Sem a contradição, a força negadora do proletariado é somente negativa, não chegando a se colocar como algo positivo diante do capital e, daí, a poder criar outra forma de sociedade. A consequência política disso é a impossibilidade da revolução, seja qual for o modo com que ela realize algum tipo de emancipação.
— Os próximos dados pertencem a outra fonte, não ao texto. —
impl Context {
    /// Two-pass index of a batch of parsed bindings into an evaluation-ready
    /// `Context`.
    ///
    /// Pass 1 walks every binding's tree, collecting the set of unique
    /// typecodes referenced (so a key watched by ten bindings gets one state
    /// slot, not ten) and registers the binding as a listener of every state
    /// it references. Pass 2 walks every tree again, rewriting each leaf's
    /// `MatchSource::Unresolved` typecode into a `MatchSource::Resolved`
    /// index into the now-sorted state table, and assigns each `Dur` node a
    /// stable `DurId` used to index the duration side tables.
    pub fn init(mut parsed: Vec<ParsedBinding>) -> Context {
        let mut typecodes: Vec<u32> = Vec::new();
        for binding in &parsed {
            binding.expr.for_each_match(&mut |m: &Match| {
                let tc = m.typecode();
                if typecodes.binary_search(&tc).is_err() {
                    typecodes.push(tc);
                    typecodes.sort_unstable();
                }
            });
        }

        let mut states: Vec<EventState> = typecodes
            .iter()
            .map(|&typecode| EventState {
                typecode,
                value: 0,
                listeners: Vec::new(),
            })
            .collect();

        for (binding_idx, binding) in parsed.iter().enumerate() {
            binding.expr.for_each_match(&mut |m: &Match| {
                let tc = m.typecode();
                let idx = states
                    .binary_search_by(|s| s.typecode.cmp(&tc))
                    .expect("every referenced typecode was collected above");
                if !states[idx].listeners.contains(&binding_idx) {
                    states[idx].listeners.push(binding_idx);
                }
            });
        }

        let mut next_dur_id: DurId = 0;
        let mut bindings = Vec::with_capacity(parsed.len());
        for mut pb in parsed.drain(..) {
            pb.expr.for_each_match_mut(&mut |m: &mut Match| {
                let tc = m.typecode();
                let idx = states
                    .binary_search_by(|s| s.typecode.cmp(&tc))
                    .expect("every referenced typecode was collected in pass 1");
                m.resolve(idx);
            });
            pb.expr.assign_dur_ids(&mut next_dur_id);
            debug_assert!(pb.expr.all_matches_resolved());
            bindings.push(Binding {
                expr: pb.expr,
                command: pb.command,
                last_state: false,
            });
        }

        tracing::debug!(
            states = states.len(),
            bindings = bindings.len(),
            durations = next_dur_id,
            "context indexed"
        );

        Context {
            states,
            bindings,
            dur_deadlines: vec![None; next_dur_id],
            dur_armed: vec![false; next_dur_id],
        }
    }

    pub fn binding_count(&self) -> usize {
        self.bindings.len()
    }

    pub fn state_count(&self) -> usize {
        self.states.len()
    }

    /// Every typecode at least one binding references, ascending. A device
    /// backend uses this to know which capabilities are worth reading at
    /// startup to seed initial state.
    pub fn referenced_typecodes(&self) -> impl Iterator<Item = u32> + '_ {
        self.states.iter().map(|s| s.typecode)
    }

    fn state_value(&self, index: usize) -> i32 {
        self.states[index].value
    }

    /// Seed a state slot's initial value (e.g. from a device's
    /// already-pressed keys at startup) without treating it as an edge — no
    /// binding is evaluated. A typecode no binding references is silently
    /// ignored, since the context never allocated a slot for it.
    pub fn seed_state(&mut self, typecode: u32, value: i32) {
        if let Ok(idx) = self.states.binary_search_by(|s| s.typecode.cmp(&typecode)) {
            self.states[idx].value = value;
        }
    }

    /// Recursively evaluate `expr` at time `now` (milliseconds on whatever
    /// monotonic clock the caller uses consistently). OR/XOR/AND always
    /// evaluate both sides — never short-circuiting — so a `Dur` node on
    /// either side keeps its arm/disarm state advancing regardless of which
    /// side "wins".
    fn eval_expr(&mut self, expr: &Expr, now: u64) -> bool {
        match expr {
            Expr::Or(l, r) => {
                let lv = self.eval_expr(l, now);
                let rv = self.eval_expr(r, now);
                lv || rv
            }
            Expr::Xor(l, r) => {
                let lv = self.eval_expr(l, now);
                let rv = self.eval_expr(r, now);
                lv ^ rv
            }
            Expr::And(l, r) => {
                let lv = self.eval_expr(l, now);
                let rv = self.eval_expr(r, now);
                lv && rv
            }
            Expr::Not(e) => !self.eval_expr(e, now),
            Expr::Dur(d) => self.eval_dur(d, now),
            Expr::Primary(m) => {
                let idx = match m.source {
                    MatchSource::Resolved(idx) => idx,
                    MatchSource::Unresolved(_) => {
                        unreachable!("Context::init resolves every Match before use")
                    }
                };
                m.eval(self.state_value(idx))
            }
        }
    }

    /// `[T] child`: `child` must hold true continuously for `duration_ms`
    /// before this node reports true.
    ///
    /// State machine per node, keyed by `DurId`:
    /// - child false: disarm (clear deadline and poll-wait membership), report false.
    /// - child true, not armed: arm with `deadline = now + duration_ms`, report false.
    /// - child true, armed, `now < deadline`: still waiting, report false.
    /// - child true, armed, `now >= deadline`: fires, and keeps reporting
    ///   true on every later evaluation as long as the child stays true.
    ///   The first such evaluation clears poll-wait membership (leaving
    ///   `dur_deadlines[id]` set — the preserved quirk).
    fn eval_dur(&mut self, d: &Dur, now: u64) -> bool {
        let child_true = self.eval_expr(&d.child, now);
        let id = d.id;

        if !child_true {
            self.dur_deadlines[id] = None;
            self.dur_armed[id] = false;
            return false;
        }

        match self.dur_deadlines[id] {
            None => {
                self.dur_deadlines[id] = Some(now + d.duration_ms);
                self.dur_armed[id] = true;
                false
            }
            Some(deadline) if now < deadline => false,
            Some(_) => {
                self.dur_armed[id] = false;
                true
            }
        }
    }

    /// Evaluate one binding at `now` and run its command iff the predicate
    /// just transitioned from false to true. A predicate that stays true
    /// (or drops back to false) across evaluations updates `last_state` but
    /// never refires.
    fn eval_binding(&mut self, idx: usize, now: u64, run: &mut impl FnMut(&str)) {
        let expr = self.bindings[idx].expr.clone();
        let rc = self.eval_expr(&expr, now);
        self.bindings[idx].expr = expr;

        if rc == self.bindings[idx].last_state {
            return;
        }
        if rc {
            run(&self.bindings[idx].command);
        }
        self.bindings[idx].last_state = rc;
    }

    /// Dispatch a new device reading. Looks up `typecode` in the sorted
    /// state table via binary search; if found and the value actually
    /// changed, updates it and re-evaluates only the bindings that
    /// reference this typecode, running the command of each whose
    /// predicate transitions from false to true.
    ///
    /// Unlike the reference implementation's equivalent routine, a search
    /// miss is detected by checking the found slot's typecode explicitly
    /// rather than trusting the last index `binary_search` examined — the
    /// reference implementation could reuse a stale slot from a previous,
    /// unrelated search when the typecode wasn't present at all.
    ///
    /// Returns the next duration deadline across all armed `Dur` nodes, if
    /// any, so the caller can schedule its next wakeup.
    pub fn input_event(
        &mut self,
        typecode: u32,
        value: i32,
        now: u64,
        mut run: impl FnMut(&str),
    ) -> Option<u64> {
        let found = self.states.binary_search_by(|s| s.typecode.cmp(&typecode));
        let idx = match found {
            Ok(idx) if self.states[idx].typecode == typecode => idx,
            _ => return self.next_timeout(now),
        };

        if self.states[idx].value == value {
            return self.next_timeout(now);
        }
        self.states[idx].value = value;

        let listeners = self.states[idx].listeners.clone();
        for binding_idx in listeners {
            self.eval_binding(binding_idx, now, &mut run);
        }
        self.next_timeout(now)
    }

    /// Periodic tick: re-evaluate every binding without any state change, so
    /// a `Dur` node armed purely by the passage of time (with no further
    /// input) still fires and its command still runs.
    pub fn timeout(&mut self, now: u64, mut run: impl FnMut(&str)) -> Option<u64> {
        for idx in 0..self.bindings.len() {
            self.eval_binding(idx, now, &mut run);
        }
        self.next_timeout(now)
    }

    /// Milliseconds until the earliest poll-wait-armed `Dur` node fires, or
    /// `None` if nothing is waiting. A deadline already in the past collapses
    /// to 0, telling the caller to re-enter `timeout` without sleeping at all
    /// rather than return a negative wait.
    pub fn next_timeout(&self, now: u64) -> Option<u64> {
        self.dur_armed
            .iter()
            .enumerate()
            .filter(|(_, &armed)| armed)
            .filter_map(|(id, _)| self.dur_deadlines[id])
            .map(|deadline| deadline.saturating_sub(now))
            .min()
    }
}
Mas por que há de ser assim? Por que os contrários não seguem sendo contraditórios? É que os conceitos de "contradição real", fundada numa "universalidade concreta" do capital, sofrem em "Certa Herança Marxista" uma pesada restrição lógica em relação aos livros anteriores de Giannotti. Ele admite sua realidade apenas enquanto conjunto de "regras" sistematizadas numa "gramática", isto é, se o que preside as relações sociais tiver o estatuto de "jogo de linguagem não verbal". Só assim uma contrariedade real poderia se apresentar como contradição linguística. Por essa autonomização fetichista e efetiva dos resultados da prática social, Giannotti se sente autorizado a pensar numa "gramática" do capital e a propor sua questão lógica a toda a tradição marxista. Ele afirma realmente:
"Ainda que se pretenda explicar como o princípio da contradição nasce de um processo histórico qualquer, permanece a questão lógica, por conseguinte, exterior à história do vir a ser da linguagem, perguntando como o resultado do processo histórico chega a assumir o estatuto de condição de qualquer discurso significativo" (pág. 74).
Diante disso, e concluindo, pergunto-me apenas: se a "questão lógica" vem a ser pela história, como resultado do processo de autonomização e fetichização, sua autonomia é apenas relativa, nunca absoluta, elas nunca poderiam chegar a ser "exteriores" à história.
Portanto "perguntar" pelo processo que faz de resultados históricos uma condição discursiva deveria ser questioná-lo, implicando não aceitar a naturalidade com que os resultados se apresentam como pressupostos. Pois não é tarefa da crítica desmistificar o fetiche das categorias e simultaneamente o de suas "regras"? Não seria a então a lógica, assim definida, também um fetiche?

Certa Herança Marxista
José Arthur Giannotti
Companhia das Letras (Tel. 0/ xx/11/ 3846-0801)
336 págs., R$ 29,50



Jorge Grespan é professor de história na USP e autor de "O Negativo do Capital" (Hucitec).